It was her mother’s friend who made the introduction to the 20-year old suitor. They had only met for about 20 minutes, and because she was not happy about the arrangement, Neetu stood with her back to him as they spoke. She didn’t see him again until the day of the wedding. Admitting she liked the way he looked, she did not feel they were a suitable match. Being married to him, she said, was a compromise.

The daughter of a single mother, Neetu never met her father. After a drunken rage in which he tried to kill her and her brother, her mom left the marriage.

When I met Neetu, she had been married for seven months. Matrimonial bangles graced the arms she kept demurely wrapped around herself. During our conversation, her sister-in-law sat by her side, impeding Neetu’s ability to freely speak. It was only when she was asked to go to the kitchen and make tea that Neetu was able to reveal her concerns.

Though no dowry was given, gifts were presented to her husband’s family at the time of marriage. As is sometimes the case, after a few months, her new family started to indirectly speak of material goods they did not have, but wanted. Neetu felt is was only a matter of time before their demands started. Not wanting to worry her mom, she didn’t talk with her about it.

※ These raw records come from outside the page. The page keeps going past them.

extern crate anyhow;
extern crate chrono;
extern crate chrono_tz;
extern crate flexi_logger;
extern crate getopts;
#[macro_use]
extern crate log;
extern crate reqwest;
#[macro_use]
extern crate serde_derive;

mod board;
mod clock;
mod config;
mod debug;
mod fetcher;
mod predictions;
mod result;
mod scheduler;
mod store;
mod structs;
mod timemath;

use anyhow::Context;

const DEFAULT_CONFIG: &str = "tracker.json";

fn start_logging(log_dir: Option<String>) -> result::TrackerResult<flexi_logger::LoggerHandle> {
    let logger = flexi_logger::Logger::try_with_env_or_str("info")
        .context("while parsing RUST_LOG")?;

    let logger = match log_dir {
        Some(dir) => logger
            .log_to_file(flexi_logger::FileSpec::default()
                         .directory(dir)
                         .basename("subwaytracker"))
            .rotate(flexi_logger::Criterion::Size(10 * 1024 * 1024),
                    flexi_logger::Naming::Numbers,
                    flexi_logger::Cleanup::KeepLogFiles(5))
            .duplicate_to_stderr(flexi_logger::Duplicate::Warn),
        None => logger.log_to_stderr(),
    };

    return Ok(logger.start().context("while starting logger")?);
}

fn print_board(store: &store::ResultStore, clock: &dyn clock::Clock, tz: chrono_tz::Tz) {
    let snapshot = store.latest();
    println!("{}", board::render_text(snapshot.as_deref(), &store.health(), clock.now(), tz));
}

fn run() -> result::TrackerResult<()> {
    let args: Vec<String> = std::env::args().collect();
    let mut opts = getopts::Options::new();
    opts.optopt("c", "config", "JSON config file (default tracker.json).", "FILE");
    opts.optflag("o", "one-shot", "poll once, print the board and exit");
    opts.optopt("p", "status-port", "Serve the status page on this port.", "PORT");
    opts.optopt("l", "log-dir", "Write rotated log files here.", "DIR");
    opts.optflag("h", "help", "print this help");

    let matches = opts.parse(&args[1..]).context("while parsing flags")?;
    if matches.opt_present("help") {
        print!("{}", opts.usage(&format!("Usage: {} [options]", args[0])));
        return Ok(());
    }

    let _logger = start_logging(matches.opt_str("log-dir"))?;

    let config_path = matches.opt_str("config").unwrap_or(DEFAULT_CONFIG.to_string());
    let config = config::Config::from_file(&config_path)
        .with_context(|| format!("while loading {}", config_path))?;
    let one_shot = matches.opt_present("one-shot");

    info!("Running. config={} one-shot={} directions={} ({}) / {} ({}) every {:?}",
          config_path, one_shot,
          config.directions[0].name, config.directions[0].stop,
          config.directions[1].name, config.directions[1].stop,
          config.poll_interval);

    let clock: std::sync::Arc<dyn clock::Clock> = std::sync::Arc::new(clock::SystemClock);
    let store = store::ResultStore::new();
    let scheduler = scheduler::PollScheduler::new(
        &config, fetcher::ArrivalFetcher::new(&config)?, store.clone(), clock.clone());

    if one_shot {
        match scheduler.poll_once() {
            None => return Err(result::make_error("a poll is already in flight")),
            Some(Err(err)) => return Err(err.into()),
            Some(Ok(_)) => {
                print_board(&store, clock.as_ref(), config.timezone);
                return Ok(());
            },
        }
    }

    if let Some(port) = matches.opt_str("status-port") {
        let server = debug::bind(&format!("0.0.0.0:{}", port), scheduler.clone(), config.timezone)?;
        std::thread::Builder::new()
            .name("status-server".to_string())
            .spawn(move || server.run())
            .context("while starting status server")?;
    }

    let updates = store.subscribe();
    scheduler.start();

    // Runs until the process is killed. Redraws on every publish, and at
    // least once per interval so countdowns and failure warnings stay
    // current. The store keeps the sender alive, so this never disconnects.
    loop {
        let _ = updates.recv_timeout(config.poll_interval);
        print_board(&store, clock.as_ref(), config.timezone);
    }
}

fn main() {
    if let Err(err) = run() {
        eprintln!("Error: {:#}", err);
        std::process::exit(1);
    }
}
//! # BDsense Protocol
//!
//! 床距传感器的请求-响应协议定义（无硬件依赖）
//!
//! ## 模块
//!
//! - `command`: 命令操作码与编码
//! - `reading`: 原始码标定与读数分类
//! - `mounting`: 安装高度诊断阈值
//!
//! ## 线格式
//!
//! 命令以 ASCII 十进制文本发送（如 `"1015"`）；传感器响应为
//! ASCII 十进制整数原始码。标定距离 = 原始码 / 100（毫米）。
//! 特殊数值段携带语义而非噪声，阈值以命名常量形式保留以保证
//! 协议兼容（见 [`reading`]）。

pub mod command;
pub mod mounting;
pub mod reading;

// 重新导出常用类型
pub use command::{Command, DiagnosticCommand, Opcode, QueryRequest};
pub use mounting::{MountingCheck, MountingFault};
pub use reading::{RawCode, ReadingStatus, SensorReading};

use thiserror::Error;

/// 协议解析错误类型
#[derive(Error, Debug)]
pub enum ProtocolError {
    #[error("Empty response from sensor")]
    EmptyResponse,

    #[error("Invalid response text: {text:?}")]
    InvalidResponse { text: String },

    #[error("Raw code out of protocol range: {value}")]
    RawCodeOverflow { value: i64 },

    #[error("Unknown diagnostic selector: {selector}")]
    UnknownSelector { selector: i8 },
}

/// 解析传感器的 ASCII 十进制响应为原始码
///
/// 响应允许带前后空白（控制器会在行尾附加换行）。
pub fn parse_raw_code(response: &[u8]) -> Result<RawCode, ProtocolError> {
    let text = core::str::from_utf8(response)
        .map_err(|_| ProtocolError::InvalidResponse {
            text: String::from_utf8_lossy(response).into_owned(),
        })?
        .trim();
    if text.is_empty() {
        return Err(ProtocolError::EmptyResponse);
    }
    let value: i64 = text.parse().map_err(|_| ProtocolError::InvalidResponse {
        text: text.to_string(),
    })?;
    let raw = u16::try_from(value).map_err(|_| ProtocolError::RawCodeOverflow { value })?;
    Ok(RawCode(raw))
}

Her desire to continue her studies was out of the question with her new responsibility to take care of her husband’s family; an additional concern for her. There was a visible sadness and a longing in Neetu. She was stuck in her life circumstances.

Maybe that is why – from the bed she shared with her husband – she doused herself with kerosene and struck a match. The news of it came in an e-mail shortly after I had left India, several months after our meeting. Our mutual friend and interpreter wrote to tell me that Neetu was unhappy with her husband because he had a problem with alcohol. So she set herself on fire. In her critical condition and without the four lakh rupees needed for treatment, she and her five month old fetus died.

Because fire is a common form of assault against women in India, incidents that are deemed accidents or suicide are looked upon with suspicion. Women do sometimes take their own lives, however. Sometimes as a way to escape their fate, or to alleviate their families of the burden of a dowry demand. But other times the in-law family fabricates a story around their crime, calling it a kitchen accident, or self-immolation.

With the concerns that Neetu wanted to speak with me about, I also had my suspicions. Her death leaves a haunting hollowness in me.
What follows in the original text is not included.